Most participants in this study had stable heart disease and mild respiratory function impairment. However, 63.4% of the patients had a smoking history, and more than 20% showed the possibility of DLH on CPET. Interestingly, the prevalence of COPD is expected to decrease in high-income countries as smoking declines; however, it will become a major social problem in low-to-middle-income countries [49]. COPD causes chronic systemic inflammation, leading to a decline in physical function and a worsening prognosis [50]. Moreover, DLH increases the respiratory workload and restricts venous return [51], leading to exercise limitation and static lung hyperinflation caused by COPD progression and a worsened prognosis [49, 52, 53].

We believe that capturing respiratory changes associated with increased exercise intensity using CPET, as demonstrated in this study, provides a simple and qualitative method for detecting airway stenosis and DLH at an early stage, even in patients with mild symptoms or asymptomatic disease. Furthermore, we believe this will lead to early scrutiny, appropriate therapeutic interventions, and drug prescriptions, ultimately improving the quality of life and patient prognosis.

Limitations

There are some limitations to this study. First, this was a cross-sectional study; moreover, cardiopulmonary exercise and spirometry testing were not often performed at approximately the same time, possibly resulting in a selection bias (comorbidity of DLH).
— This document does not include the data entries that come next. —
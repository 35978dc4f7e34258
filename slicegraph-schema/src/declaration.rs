//! Compiled type declarations and their SDL rendering.

use std::fmt;
use std::str::FromStr;

use indexmap::IndexMap;
use serde::{Deserialize, Deserializer, Serialize, Serializer};
use serde_json::Value;

use crate::resolver::FieldResolver;

/// Reference to a type from a field: a name, possibly wrapped in list and
/// non-null modifiers. Serializes in SDL notation (`[Foo]!`).
#[derive(Debug, Clone, PartialEq, Eq, Hash)]
pub enum TypeRef {
    Named(String),
    NonNull(Box<TypeRef>),
    List(Box<TypeRef>),
}

impl TypeRef {
    pub fn named(name: impl Into<String>) -> Self {
        Self::Named(name.into())
    }

    pub fn non_null(self) -> Self {
        Self::NonNull(Box::new(self))
    }

    pub fn list(self) -> Self {
        Self::List(Box::new(self))
    }

    /// The innermost type name.
    pub fn base_name(&self) -> &str {
        match self {
            Self::Named(name) => name,
            Self::NonNull(inner) | Self::List(inner) => inner.base_name(),
        }
    }

    pub fn is_list(&self) -> bool {
        match self {
            Self::List(_) => true,
            Self::NonNull(inner) => inner.is_list(),
            Self::Named(_) => false,
        }
    }
}

impl fmt::Display for TypeRef {
    fn fmt(&self, f: &mut fmt::Formatter<'_>) -> fmt::Result {
        match self {
            Self::Named(name) => write!(f, "{name}"),
            Self::NonNull(inner) => write!(f, "{inner}!"),
            Self::List(inner) => write!(f, "[{inner}]"),
        }
    }
}

/// Error returned when a type reference string is malformed.
#[derive(Debug, Clone, PartialEq, Eq)]
pub struct ParseTypeRefError(String);

impl fmt::Display for ParseTypeRefError {
    fn fmt(&self, f: &mut fmt::Formatter<'_>) -> fmt::Result {
        write!(f, "malformed type reference '{}'", self.0)
    }
}

impl std::error::Error for ParseTypeRefError {}

impl FromStr for TypeRef {
    type Err = ParseTypeRefError;

    fn from_str(s: &str) -> Result<Self, Self::Err> {
        let s = s.trim();
        if let Some(inner) = s.strip_suffix('!') {
            return Ok(inner.parse::<TypeRef>()?.non_null());
        }
        if let Some(inner) = s.strip_prefix('[') {
            let inner = inner
                .strip_suffix(']')
                .ok_or_else(|| ParseTypeRefError(s.to_string()))?;
            return Ok(inner.parse::<TypeRef>()?.list());
        }
        let valid = !s.is_empty() && s.chars().all(|c| c.is_ascii_alphanumeric() || c == '_');
        if valid {
            Ok(Self::named(s))
        } else {
            Err(ParseTypeRefError(s.to_string()))
        }
    }
}

impl Serialize for TypeRef {
    fn serialize<S: Serializer>(&self, serializer: S) -> Result<S::Ok, S::Error> {
        serializer.collect_str(self)
    }
}

impl<'de> Deserialize<'de> for TypeRef {
    fn deserialize<D: Deserializer<'de>>(deserializer: D) -> Result<Self, D::Error> {
        let s = String::deserialize(deserializer)?;
        s.parse().map_err(serde::de::Error::custom)
    }
}

/// Field-level extensions understood by the downstream query engine.
#[derive(Debug, Clone, Copy, PartialEq, Eq, Serialize, Deserialize)]
#[serde(rename_all = "snake_case")]
pub enum FieldExtension {
    /// Date field accepting formatting arguments
    DateFormat,
}

impl FieldExtension {
    fn directive(self) -> &'static str {
        match self {
            Self::DateFormat => "@dateformat",
        }
    }
}

/// A field of an object or interface type.
#[derive(Debug, Clone, PartialEq, Serialize, Deserialize)]
pub struct FieldDecl {
    #[serde(rename = "type")]
    pub type_ref: TypeRef,
    #[serde(default, skip_serializing_if = "Vec::is_empty")]
    pub extensions: Vec<FieldExtension>,
    #[serde(default, skip_serializing_if = "Option::is_none")]
    pub resolver: Option<FieldResolver>,
}

impl FieldDecl {
    pub fn new(type_ref: TypeRef) -> Self {
        Self {
            type_ref,
            extensions: Vec::new(),
            resolver: None,
        }
    }

    pub fn named(name: impl Into<String>) -> Self {
        Self::new(TypeRef::named(name))
    }

    pub fn with_extension(mut self, extension: FieldExtension) -> Self {
        self.extensions.push(extension);
        self
    }

    pub fn with_resolver(mut self, resolver: FieldResolver) -> Self {
        self.resolver = Some(resolver);
        self
    }
}

impl From<TypeRef> for FieldDecl {
    fn from(type_ref: TypeRef) -> Self {
        Self::new(type_ref)
    }
}

#[derive(Debug, Clone, PartialEq, Serialize, Deserialize)]
pub struct ObjectType {
    pub name: String,
    pub fields: IndexMap<String, FieldDecl>,
    #[serde(default, skip_serializing_if = "Vec::is_empty")]
    pub interfaces: Vec<String>,
}

impl ObjectType {
    pub fn new(name: impl Into<String>) -> Self {
        Self {
            name: name.into(),
            fields: IndexMap::new(),
            interfaces: Vec::new(),
        }
    }

    pub fn field(mut self, name: impl Into<String>, decl: impl Into<FieldDecl>) -> Self {
        self.fields.insert(name.into(), decl.into());
        self
    }

    pub fn implements(mut self, interface: impl Into<String>) -> Self {
        let interface = interface.into();
        if !self.interfaces.contains(&interface) {
            self.interfaces.push(interface);
        }
        self
    }

    pub fn has_interface(&self, interface: &str) -> bool {
        self.interfaces.iter().any(|i| i == interface)
    }
}

#[derive(Debug, Clone, PartialEq, Serialize, Deserialize)]
pub struct InterfaceType {
    pub name: String,
    pub fields: IndexMap<String, FieldDecl>,
}

#[derive(Debug, Clone, PartialEq, Serialize, Deserialize)]
pub struct UnionType {
    pub name: String,
    pub types: Vec<String>,
}

/// Serialization behaviour of a custom scalar.
#[derive(Debug, Clone, Copy, PartialEq, Eq, Serialize, Deserialize)]
#[serde(rename_all = "snake_case")]
pub enum ScalarBehavior {
    /// Serializes every value to `null`
    AlwaysNull,
}

#[derive(Debug, Clone, PartialEq, Serialize, Deserialize)]
pub struct ScalarType {
    pub name: String,
    pub behavior: ScalarBehavior,
}

impl ScalarType {
    pub fn serialize(&self, _value: &Value) -> Value {
        match self.behavior {
            ScalarBehavior::AlwaysNull => Value::Null,
        }
    }
}

/// A named type produced by compilation.
#[derive(Debug, Clone, PartialEq, Serialize, Deserialize)]
#[serde(tag = "kind", rename_all = "snake_case")]
pub enum TypeDeclaration {
    Object(ObjectType),
    Interface(InterfaceType),
    Union(UnionType),
    Scalar(ScalarType),
}

impl TypeDeclaration {
    pub fn name(&self) -> &str {
        match self {
            Self::Object(t) => &t.name,
            Self::Interface(t) => &t.name,
            Self::Union(t) => &t.name,
            Self::Scalar(t) => &t.name,
        }
    }

    pub fn as_object(&self) -> Option<&ObjectType> {
        match self {
            Self::Object(object) => Some(object),
            _ => None,
        }
    }

    pub fn as_union(&self) -> Option<&UnionType> {
        match self {
            Self::Union(union) => Some(union),
            _ => None,
        }
    }
}

impl From<ObjectType> for TypeDeclaration {
    fn from(object: ObjectType) -> Self {
        Self::Object(object)
    }
}

impl From<UnionType> for TypeDeclaration {
    fn from(union: UnionType) -> Self {
        Self::Union(union)
    }
}

impl From<InterfaceType> for TypeDeclaration {
    fn from(interface: InterfaceType) -> Self {
        Self::Interface(interface)
    }
}

impl From<ScalarType> for TypeDeclaration {
    fn from(scalar: ScalarType) -> Self {
        Self::Scalar(scalar)
    }
}

fn write_fields(f: &mut fmt::Formatter<'_>, fields: &IndexMap<String, FieldDecl>) -> fmt::Result {
    writeln!(f, " {{")?;
    for (name, decl) in fields {
        write!(f, "  {name}: {}", decl.type_ref)?;
        for extension in &decl.extensions {
            write!(f, " {}", extension.directive())?;
        }
        writeln!(f)?;
    }
    write!(f, "}}")
}

impl fmt::Display for TypeDeclaration {
    fn fmt(&self, f: &mut fmt::Formatter<'_>) -> fmt::Result {
        match self {
            Self::Object(object) => {
                write!(f, "type {}", object.name)?;
                if !object.interfaces.is_empty() {
                    write!(f, " implements {}", object.interfaces.join(" & "))?;
                }
                write_fields(f, &object.fields)
            }
            Self::Interface(interface) => {
                write!(f, "interface {}", interface.name)?;
                write_fields(f, &interface.fields)
            }
            Self::Union(union) => write!(f, "union {} = {}", union.name, union.types.join(" | ")),
            Self::Scalar(scalar) => write!(f, "scalar {}", scalar.name),
        }
    }
}

/// Render declarations as one SDL document.
pub fn to_sdl<'a>(declarations: impl IntoIterator<Item = &'a TypeDeclaration>) -> String {
    declarations
        .into_iter()
        .map(ToString::to_string)
        .collect::<Vec<_>>()
        .join("\n\n")
}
In addition, the course of the patients’ conditions in this study was unclear, including whether there was a worsening shortness of breath and other symptoms, a progressive decline in respiratory function, or a diagnosis of COPD. Therefore, further studies are warranted.

Second, the study did not compare the results with those of the existing DLH assessment methods or evaluate the response to bronchodilator use. Therefore, it is difficult to confirm the presence of DLH based on the results of this study alone.
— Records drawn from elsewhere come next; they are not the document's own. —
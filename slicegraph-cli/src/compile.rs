//! `slicegraph compile`

use std::fs;
use std::path::Path;

use anyhow::{Context, Result};
use serde::Serialize;
use slicegraph_config::validate_type_prefix;
use slicegraph_schema::{
    collect_document_union, collect_image_thumbnails_type, shared_type_declarations, to_sdl,
    CustomTypeSchema, PathRegistry, SchemaCompiler, TypeDeclaration, TypeNaming,
};
use tracing::{debug, info};

use crate::cli::OutputFormat;

/// Inputs of one `compile` invocation.
#[derive(Debug, Clone)]
pub struct CompileArgs<'a> {
    pub schema: &'a Path,
    pub custom_type_id: &'a str,
    pub format: OutputFormat,
    pub out_paths: Option<&'a Path>,
    pub type_prefix: &'a str,
}

#[derive(Serialize)]
struct CompileOutput<'a> {
    custom_type_id: &'a str,
    type_declarations: &'a [TypeDeclaration],
    type_paths: &'a PathRegistry,
}

/// Compile the schema file and render every declaration a host needs to
/// serve the custom type: shared types, the custom type's own declarations,
/// then the document union and the thumbnails type.
pub fn run_compile(args: &CompileArgs<'_>) -> Result<String> {
    let source = fs::read_to_string(args.schema)
        .with_context(|| format!("Failed to read schema {}", args.schema.display()))?;
    let schema = CustomTypeSchema::from_json(&source)
        .with_context(|| format!("Invalid custom type schema {}", args.schema.display()))?;

    validate_type_prefix(args.type_prefix)?;
    let compiler = SchemaCompiler::new(TypeNaming::new(args.type_prefix));
    let compiled = compiler.compile(args.custom_type_id, &schema)?;
    let naming = compiler.naming();

    let mut declarations = shared_type_declarations(naming);
    declarations.extend(compiled.type_declarations.iter().cloned());
    let union = collect_document_union(&declarations, naming);
    declarations.push(union.into());
    declarations.push(collect_image_thumbnails_type(&compiled.type_paths, naming));

    info!(
        custom_type = args.custom_type_id,
        declarations = declarations.len(),
        paths = compiled.type_paths.len(),
        "compiled custom type"
    );

    if let Some(out) = args.out_paths {
        let json = serde_json::to_string_pretty(&compiled.type_paths)?;
        fs::write(out, json)
            .with_context(|| format!("Failed to write type paths to {}", out.display()))?;
        debug!(path = %out.display(), "wrote type paths");
    }

    match args.format {
        OutputFormat::Sdl => Ok(to_sdl(&declarations)),
        OutputFormat::Json => Ok(serde_json::to_string_pretty(&CompileOutput {
            custom_type_id: args.custom_type_id,
            type_declarations: &declarations,
            type_paths: &compiled.type_paths,
        })?),
    }
}

#[cfg(test)]
mod tests {
    use super::*;
    use serde_json::{json, Value};
    use tempfile::TempDir;

    fn write_schema(dir: &TempDir) -> std::path::PathBuf {
        let path = dir.path().join("page.json");
        let schema = json!({
            "Main": {
                "uid": { "type": "UID", "config": { "label": "Slug" } },
                "title": { "type": "StructuredText", "config": { "single": "heading1" } },
                "hero": {
                    "type": "Image",
                    "config": { "thumbnails": [{ "name": "mobile", "width": 320 }] }
                }
            }
        });
        fs::write(&path, schema.to_string()).unwrap();
        path
    }

    #[test]
    fn test_compile_sdl_lists_document_and_union() {
        let dir = TempDir::new().unwrap();
        let schema = write_schema(&dir);

        let sdl = run_compile(&CompileArgs {
            schema: &schema,
            custom_type_id: "page",
            format: OutputFormat::Sdl,
            out_paths: None,
            type_prefix: "Prismic",
        })
        .unwrap();

        assert!(sdl.contains("type PrismicPage implements Node & PrismicDocument"));
        assert!(sdl.contains("union PrismicAllDocumentTypes = PrismicPage"));
        assert!(sdl.contains("type PrismicImageThumbnailsType"));
        assert!(sdl.find("interface PrismicDocument").unwrap() < sdl.find("type PrismicPage ").unwrap());
    }

    #[test]
    fn test_compile_writes_type_paths() {
        let dir = TempDir::new().unwrap();
        let schema = write_schema(&dir);
        let out = dir.path().join("paths.json");

        let output = run_compile(&CompileArgs {
            schema: &schema,
            custom_type_id: "page",
            format: OutputFormat::Json,
            out_paths: Some(&out),
            type_prefix: "Cms",
        })
        .unwrap();

        let written: PathRegistry =
            serde_json::from_str(&fs::read_to_string(&out).unwrap()).unwrap();
        let uid = written.get(&["page".to_string(), "uid".to_string()]).unwrap();
        assert_eq!(uid.type_name, "String!");

        let rendered: Value = serde_json::from_str(&output).unwrap();
        assert_eq!(rendered["custom_type_id"], "page");
        assert_eq!(rendered["type_paths"].as_array().unwrap().len(), written.len());
    }

    #[test]
    fn test_compile_rejects_invalid_type_prefix() {
        let dir = TempDir::new().unwrap();
        let schema = write_schema(&dir);
        let out = dir.path().join("paths.json");

        let err = run_compile(&CompileArgs {
            schema: &schema,
            custom_type_id: "page",
            format: OutputFormat::Sdl,
            out_paths: Some(&out),
            type_prefix: "my-prefix",
        })
        .unwrap_err();

        assert!(err.to_string().contains("type_prefix"));
        assert!(!out.exists());
    }

    #[test]
    fn test_compile_missing_schema_file() {
        let dir = TempDir::new().unwrap();
        let missing = dir.path().join("missing.json");
        let err = run_compile(&CompileArgs {
            schema: &missing,
            custom_type_id: "page",
            format: OutputFormat::Sdl,
            out_paths: None,
            type_prefix: "Prismic",
        })
        .unwrap_err();
        assert!(err.to_string().starts_with("Failed to read schema"));
    }
}
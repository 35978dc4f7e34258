//! Field resolvers attached to compiled declarations.
//!
//! Declarations stay plain data; the behaviour behind a resolver runs against
//! a [`ResolveContext`] supplied by whoever serves the compiled types.

use serde::{Deserialize, Serialize};
use serde_json::{Map, Value};

use crate::naming::{TypeNaming, TypeRole};

/// Builds the node id of a document (or any typed record) from its type and id.
pub trait NodeIdBuilder: Send + Sync {
    fn node_id(&self, type_name: &str, id: &str) -> String;
}

impl<F> NodeIdBuilder for F
where
    F: Fn(&str, &str) -> String + Send + Sync,
{
    fn node_id(&self, type_name: &str, id: &str) -> String {
        self(type_name, id)
    }
}

/// Node lookup exposed by the host's node store.
pub trait NodeModel {
    fn get_node_by_id(&self, id: &str, type_name: Option<&str>) -> Option<Value>;

    /// Nodes for `ids`, positionally aligned; missing nodes are `None`.
    fn get_nodes_by_ids(&self, ids: &[String]) -> Vec<Option<Value>>;
}

/// Everything a resolver needs at query time.
pub struct ResolveContext<'a> {
    pub node_model: &'a dyn NodeModel,
    pub node_ids: &'a dyn NodeIdBuilder,
    pub naming: &'a TypeNaming,
}

/// Resolver attached to a field declaration.
#[derive(Debug, Clone, Copy, PartialEq, Eq, Serialize, Deserialize)]
#[serde(rename_all = "snake_case")]
pub enum FieldResolver {
    /// Replace a document link's `document` with the linked node
    LinkedDocument,
    /// Dereference slice node ids to their nodes
    SliceNodes,
    /// Expose the image itself so thumbnail fields read its keys
    ImageThumbnails,
}

impl FieldResolver {
    /// Resolve `field` on `parent`.
    pub fn resolve(&self, parent: &Value, field: &str, ctx: &ResolveContext<'_>) -> Value {
        match self {
            Self::LinkedDocument => resolve_linked_document(parent.get(field), ctx),
            Self::SliceNodes => resolve_slice_nodes(parent.get(field), ctx),
            Self::ImageThumbnails => parent.clone(),
        }
    }
}

/// Plain property lookup used by fields without a resolver. Absent keys
/// resolve to `null`.
pub fn resolve_property(parent: &Value, field: &str) -> Value {
    parent.get(field).cloned().unwrap_or(Value::Null)
}

fn resolve_linked_document(link: Option<&Value>, ctx: &ResolveContext<'_>) -> Value {
    let Some(link) = link else {
        return Value::Null;
    };
    let Some(fields) = link.as_object() else {
        return link.clone();
    };

    let is_document = fields
        .get("link_type")
        .and_then(Value::as_str)
        .map_or(true, |kind| kind == "Document");
    let target_type = fields.get("type").and_then(Value::as_str);
    let target_id = fields.get("id").and_then(Value::as_str);

    let (true, Some(target_type), Some(target_id)) = (is_document, target_type, target_id) else {
        return link.clone();
    };

    let node_id = ctx.node_ids.node_id(target_type, target_id);
    let type_name = ctx.naming.namespaced(&[target_type], TypeRole::Document);
    let document = ctx
        .node_model
        .get_node_by_id(&node_id, Some(&type_name))
        .unwrap_or(Value::Null);

    let mut resolved: Map<String, Value> = fields.clone();
    resolved.insert("document".to_string(), document);
    Value::Object(resolved)
}

fn resolve_slice_nodes(slices: Option<&Value>, ctx: &ResolveContext<'_>) -> Value {
    let Some(elements) = slices.and_then(Value::as_array) else {
        return Value::Null;
    };

    let ids: Vec<String> = elements
        .iter()
        .filter_map(Value::as_str)
        .map(str::to_string)
        .collect();
    let fetched = if ids.is_empty() {
        Vec::new()
    } else {
        ctx.node_model.get_nodes_by_ids(&ids)
    };
    let mut nodes = fetched.into_iter();

    let resolved = elements
        .iter()
        .map(|element| match element {
            Value::String(_) => nodes.next().flatten().unwrap_or(Value::Null),
            inline => inline.clone(),
        })
        .collect();
    Value::Array(resolved)
}

#[cfg(test)]
mod tests {
    use super::*;
    use serde_json::json;
    use std::cell::RefCell;
    use std::collections::HashMap;

    #[derive(Default)]
    struct MemoryNodes {
        nodes: HashMap<String, Value>,
        lookups: RefCell<Vec<(String, Option<String>)>>,
    }

    impl NodeModel for MemoryNodes {
        fn get_node_by_id(&self, id: &str, type_name: Option<&str>) -> Option<Value> {
            self.lookups
                .borrow_mut()
                .push((id.to_string(), type_name.map(str::to_string)));
            self.nodes.get(id).cloned()
        }

        fn get_nodes_by_ids(&self, ids: &[String]) -> Vec<Option<Value>> {
            ids.iter().map(|id| self.nodes.get(id).cloned()).collect()
        }
    }

    fn node_id(type_name: &str, id: &str) -> String {
        format!("{type_name} {id}")
    }

    #[test]
    fn test_linked_document_lookup() {
        let mut model = MemoryNodes::default();
        model
            .nodes
            .insert("custom_type id".into(), json!({ "id": "custom_type id" }));
        let naming = TypeNaming::default();
        let ctx = ResolveContext {
            node_model: &model,
            node_ids: &node_id,
            naming: &naming,
        };

        let parent = json!({ "link": { "id": "id", "type": "custom_type" } });
        let resolved = FieldResolver::LinkedDocument.resolve(&parent, "link", &ctx);

        assert_eq!(resolved["document"], json!({ "id": "custom_type id" }));
        assert_eq!(
            model.lookups.borrow().as_slice(),
            &[("custom_type id".to_string(), Some("PrismicCustomType".to_string()))]
        );
    }

    #[test]
    fn test_web_link_passes_through() {
        let model = MemoryNodes::default();
        let naming = TypeNaming::default();
        let ctx = ResolveContext {
            node_model: &model,
            node_ids: &node_id,
            naming: &naming,
        };

        let parent = json!({ "link": { "link_type": "Web", "url": "https://example.com" } });
        let resolved = FieldResolver::LinkedDocument.resolve(&parent, "link", &ctx);

        assert_eq!(resolved, parent["link"]);
        assert!(model.lookups.borrow().is_empty());
    }

    #[test]
    fn test_slice_nodes_preserve_order() {
        let mut model = MemoryNodes::default();
        model.nodes.insert("id1".into(), json!({ "n": 1 }));
        model.nodes.insert("id2".into(), json!({ "n": 2 }));
        let naming = TypeNaming::default();
        let ctx = ResolveContext {
            node_model: &model,
            node_ids: &node_id,
            naming: &naming,
        };

        let parent = json!({ "body": ["id1", { "slice_type": "inline" }, "id2", "missing"] });
        let resolved = FieldResolver::SliceNodes.resolve(&parent, "body", &ctx);

        assert_eq!(
            resolved,
            json!([{ "n": 1 }, { "slice_type": "inline" }, { "n": 2 }, null])
        );
    }

    #[test]
    fn test_image_thumbnails_and_property_fallback() {
        let model = MemoryNodes::default();
        let naming = TypeNaming::default();
        let ctx = ResolveContext {
            node_model: &model,
            node_ids: &node_id,
            naming: &naming,
        };

        let image = json!({ "url": "a.png", "mobile": { "url": "m.png" } });
        let thumbnails = FieldResolver::ImageThumbnails.resolve(&image, "thumbnails", &ctx);
        assert_eq!(resolve_property(&thumbnails, "mobile"), json!({ "url": "m.png" }));
        assert_eq!(resolve_property(&thumbnails, "square"), Value::Null);
    }
}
Third, several participants in this study had relatively preserved respiratory function. Therefore, it is uncertain whether a similar trend would be observed in patients with moderate-to-severe COPD who have already been diagnosed. Finally, it is currently difficult to determine the severity of DLH; therefore, developing appropriate analytical methods for TV E-I is desirable.

Conclusion

Evaluating data on differences in TV E-I during cardiopulmonary exercise testing has proven useful for DLH in patients with stable heart disease. The combined evaluation of the TV E-I and Y-intercept of the V̇E/V̇CO2 slope or the difference between the minimum V̇E/V̇CO2 and V̇E/V̇CO2 slopes in CPET, could detect cases of potential respiratory impairment or peripheral airway obstruction.